L’ancien premier ministre portugais, affilié au PPE, est l’unique candidat pour le poste, et un accord technique entre le Parti populaire européen (PPE) de centre-droit et les Social-Démocrates pour le partage de la présidence du Parlement de ces cinq prochaines années, conclu juste avant la pause estivale, suggère qu’ils seraient prêts à soutenir l’actuel président de la Commission, pour peu qu’il prenne en compte leurs priorités. Aucun candidat alternatif formel n’a émergé durant les vacances d’été.

Un porte-parole des groupes politiques a refusé de commenter l’agenda proposé par M. Barroso, expliquant que les groupes sont encore en vacances. Malgré le fait que cette semaine ait été réservée aux rencontres des groupes politiques, les principaux groupes les ont annulées et les eurodéputés ont prolongé leurs vacances d’été, a appris EurActiv.

Contexte : 

José Manuel Barroso a reçu le soutien unanime des chefs d’Etat et de gouvernement de l’UE en juin pour un second mandate de cinq ans à la tête de la Commission européenne (EurActiv 19/06/09). 

Leur soutien politique a été formalisé par une procédure écrite le 9 juillet. La Suède, l’actuelle titulaire de la présidence tournante de l’UE, avait insisté pour que M. Barroso soit reconduit dès que possible, affirmant qu’en temps de crise l’Union avait besoin d’un président de la Commission qui puisse exercer tous ses pouvoirs (voir LinksDossier d’EurActiv sur la présidence suédoise de l’UE). 

Cependant, la réélection de M. Barroso a pris un tout autre chemin au Parlement européen.
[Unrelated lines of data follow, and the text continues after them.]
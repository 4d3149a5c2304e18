// extract.rs - Candidate region extraction from the genome of interest

use crate::data::loaders::table_reader;
use crate::data::schema::{parse_count, require_column, side_column_name};
use crate::data::{Column, RowPolicy};
use crate::error::{HgtError, Result};
use bio::io::fasta;
use csv::StringRecord;
use std::collections::HashMap;
use std::path::Path;

/// A 1-based, inclusive region with `start <= end`
#[derive(Debug, Clone, PartialEq, Eq)]
pub struct Region {
    pub chrom: String,
    pub start: u64,
    pub end: u64,
}

impl Region {
    pub fn new(chrom: impl Into<String>, start: u64, end: u64) -> Self {
        let (start, end) = if start > end { (end, start) } else { (start, end) };
        Self {
            chrom: chrom.into(),
            start: start.max(1),
            end: end.max(1),
        }
    }

    /// FASTA id of the extracted region, `chrom:start-end`
    pub fn id(&self) -> String {
        format!("{}:{}-{}", self.chrom, self.start, self.end)
    }
}

/// Target regions of population A's best hits, read from a comparison or candidate table.
/// Rows without a population A hit are skipped.
pub fn load_candidate_regions(path: &Path, label_a: &str, policy: RowPolicy) -> Result<Vec<Region>> {
    let mut reader = table_reader(path, true)?;
    let header = reader
        .headers()
        .map_err(|e| HgtError::table(path, e))?
        .clone();
    if header.is_empty() {
        log::warn!("⚠️  Candidate table '{}' is empty", path.display());
        return Ok(Vec::new());
    }

    let chrom_idx = require_column(&header, &side_column_name(Column::SubjectSeqId, label_a), path)?;
    let start_idx = require_column(&header, &side_column_name(Column::SubjectStart, label_a), path)?;
    let end_idx = require_column(&header, &side_column_name(Column::SubjectEnd, label_a), path)?;

    let mut regions = Vec::new();
    let mut row = StringRecord::new();
    while reader
        .read_record(&mut row)
        .map_err(|e| HgtError::table(path, e))?
    {
        let chrom = row.get(chrom_idx).map(str::trim).unwrap_or_default();
        if chrom.is_empty() {
            continue;
        }
        let coords = row
            .get(start_idx)
            .and_then(|s| parse_count(s.trim()))
            .zip(row.get(end_idx).and_then(|s| parse_count(s.trim())));
        match coords {
            Some((start, end)) => regions.push(Region::new(chrom, start, end)),
            None => {
                let line = row.position().map_or(0, |p| p.line());
                policy.reject(path, line, format!("invalid coordinates for '{}'", chrom))?;
            }
        }
    }
    Ok(regions)
}

/// Cut each region out of `genome`. Unknown chromosomes and regions starting past the
/// sequence end are skipped with a warning; ends past the sequence end are clamped.
pub fn extract_regions(regions: &[Region], genome: &HashMap<String, Vec<u8>>) -> Vec<fasta::Record> {
    let mut extracted = Vec::with_capacity(regions.len());

    for region in regions {
        let Some(sequence) = genome.get(&region.chrom) else {
            log::warn!(
                "⚠️  Chromosome/scaffold {} not found in genome FASTA",
                region.chrom
            );
            continue;
        };

        let length = sequence.len() as u64;
        if region.start > length {
            log::warn!(
                "⚠️  Region {} starts beyond the end of {} ({} bp)",
                region.id(),
                region.chrom,
                length
            );
            continue;
        }
        let clamped = if region.end > length {
            log::warn!(
                "⚠️  Region {} clamped to the end of {} ({} bp)",
                region.id(),
                region.chrom,
                length
            );
            Region::new(region.chrom.as_str(), region.start, length)
        } else {
            region.clone()
        };

        let slice = &sequence[(clamped.start - 1) as usize..clamped.end as usize];
        extracted.push(fasta::Record::with_attrs(&clamped.id(), None, slice));
    }

    extracted
}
Après la tenue des consultations arbitrées par la présidence suédoise de l’UE, il est apparu que le Parlement européen ne voterait pas sur la reconduction de M. Barroso à sa session plénière de juillet (EurActiv 02/07/09). 

Des eurodéputés des groupes socialistes et libéraux, soutenus par les Verts et l’extrême gauche, ont soutenu que toute décision sur des désignations importantes devraient attendre la fin des élections générales de septembre en Allemagne et le second référendum sur le traité de Lisbonne en Irlande, qui se déroulera le 2 octobre. 

En conséquence, juste avant les vacances, les dirigeants des groupes politiques du Parlement européen ont convenu de reporter jusqu’au 10 septembre leur décision sur la date d’un vote sur les postes de premier plan (EurActiv 17/07/09).